C’è dunque animosità contro i Tedeschi, e non tarda a manifestarsi nelle battaglie che contrassegnano la risalita della penisola lungo l’Adriatico, il settore dov’è impegnata la Nembo. Una risalita lenta, faticosa, terribile, con il terreno disputato metro per metro ai soldati della Wehrmacht, una risalita segnata dalle croci degli artiglieri e dei paracadutisti saltati sulle mine tedesche o caduti nei terribili corpo a corpo delle battaglie di Filottrano, del fiume Musone e di Grizzano, alle porte di Bologna: “C’erano sul terreno un sergente maggiore nostro e un maresciallo tedesco abbracciati, ciascuno con la mano sull’impugnatura del pugnale immerso nella schiena dell’altro”. Eppure i Tedeschi, “quando se ne sono andati, hanno lasciato sul posto il loro medico per curare i nostri feriti”.
C’è dunque posto anche per la cavalleria. Ma il contrasto più crudele deve ancora venire, per questi soldati italiani nobili e idealisti, così diversi dai partigiani comunisti. Ed è sconvolgente proprio l’urto con i comunisti, usciti dalle boscaglie a Chieti, a Teramo, ad Ascoli, a Macerata, a Urbino, a Bologna, subito dopo l’arrivo dei “soldati del Re”. Ovunque vendette, uccisioni di fascisti inermi razzie di case e di averi. Ed è ancor peggio al Nord, dopo, nelle città e nei paesi della Lombardia, del Veneto, dove il reparto di Corti è comandato. “In mancanza ormai di fascisti, assassinavano alcuni concittadini che si erano dimostrati, durante la nostra permanenza, amici dell’esercito”.

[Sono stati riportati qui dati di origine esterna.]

//! Cache of translated messages.
//!
//! Messages are grouped per language. Lookups fall back to the default
//! language and then to the key itself, so a missing translation shows up in
//! chat as its key instead of failing the interaction.

use std::{collections::HashMap, sync::Arc};

use sea_orm::{DatabaseConnection, DbErr};

use crate::{
    cache::SnapshotMap,
    data::translation::TranslationRepository,
    model::{
        character::DEFAULT_LANGUAGE,
        translation::{Translation, Translator},
    },
    util::text::format_placeholders,
};

/// Messages keyed by message key.
pub type Messages = HashMap<String, String>;

#[derive(Default)]
pub struct TranslationCache {
    languages: SnapshotMap<String, Arc<Messages>>,
}

impl TranslationCache {
    pub fn new() -> Self {
        Self::default()
    }

    /// Replaces the cache with every stored message.
    ///
    /// # Returns
    /// - `Ok(usize)` - Number of messages loaded
    /// - `Err(DbErr)` - Database error during query
    pub async fn load_all(&self, db: &DatabaseConnection) -> Result<usize, DbErr> {
        let translations = TranslationRepository::new(db).get_all().await?;
        let count = translations.len();

        self.replace_all(translations);

        Ok(count)
    }

    /// Replaces the cache with the given messages.
    pub fn replace_all(&self, translations: Vec<Translation>) {
        let mut grouped: HashMap<String, Messages> = HashMap::new();
        for translation in translations {
            grouped
                .entry(translation.language_code)
                .or_default()
                .insert(translation.message_key, translation.message);
        }

        self.languages.replace(
            grouped
                .into_iter()
                .map(|(language, messages)| (language, Arc::new(messages)))
                .collect(),
        );
    }

    /// All messages of one language.
    pub fn language(&self, language: &str) -> Option<Arc<Messages>> {
        self.languages.get(language)
    }

    /// Language codes with at least one message, sorted.
    pub fn languages(&self) -> Vec<String> {
        let mut languages: Vec<String> = self.languages.snapshot().keys().cloned().collect();
        languages.sort();
        languages
    }

    /// Looks up a message and fills in its placeholders.
    pub fn get(&self, language: &str, key: &str, placeholders: &HashMap<&str, String>) -> String {
        format_placeholders(&self.translate(language, key), placeholders)
    }

    fn lookup(&self, language: &str, key: &str) -> Option<String> {
        self.language(language)
            .and_then(|messages| messages.get(key).cloned())
    }

    pub fn contains(&self, language: &str, key: &str) -> bool {
        self.lookup(language, key).is_some()
    }

    pub fn put(&self, translation: Translation) {
        self.languages.update(|languages| {
            let messages = languages.entry(translation.language_code).or_default();
            Arc::make_mut(messages).insert(translation.message_key, translation.message);
        });
    }

    pub fn remove(&self, language: &str, key: &str) -> Option<String> {
        self.languages.update(|languages| {
            languages
                .get_mut(language)
                .and_then(|messages| Arc::make_mut(messages).remove(key))
        })
    }

    pub fn clear(&self) {
        self.languages.clear();
    }
}

impl Translator for TranslationCache {
    fn translate(&self, language: &str, key: &str) -> String {
        self.lookup(language, key)
            .or_else(|| self.lookup(DEFAULT_LANGUAGE, key))
            .unwrap_or_else(|| key.to_string())
    }
}
use sea_orm::entity::prelude::*;

#[derive(Clone, Debug, PartialEq, DeriveEntityModel)]
#[sea_orm(table_name = "translations")]
pub struct Model {
    #[sea_orm(primary_key, auto_increment = false)]
    pub language_code: String,
    #[sea_orm(primary_key, auto_increment = false)]
    pub message_key: String,
    #[sea_orm(column_type = "Text")]
    pub message: String,
}

#[derive(Copy, Clone, Debug, EnumIter, DeriveRelation)]
pub enum Relation {}

impl ActiveModelBehavior for ActiveModel {}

Un giorno, il sottotenente “Cèt” ha un presentimento: sua madre è rimasta a Cherso e là sono arrivati i comunisti di Tito: degli alleati, dunque. “Nella macelleria di Villa del Nevoso, in Istria, erano state appese tre o quattro donne italiane squartate. Vicino a Fiume, diversi Italiani erano stati ferrati con ferri equini, i ferri ribaditi sul dorso del piede, poi costretti a camminare finché erano morti”. “Cèt” ottiene una licenza. Purtroppo il suo sospetto è diventato realtà: sua madre, con un fratello di lei, è stata portata via dai comunisti. Di loro non si saprà più nulla.
Si divora, questa cronaca-romanzo, e si chiudono le sue pagine con l’amaro in bocca: il sacrificio di questi suoi figli migliori, gli “ultimi soldati del Re”, l’Italia lo ha sempre colpevolmente ignorato.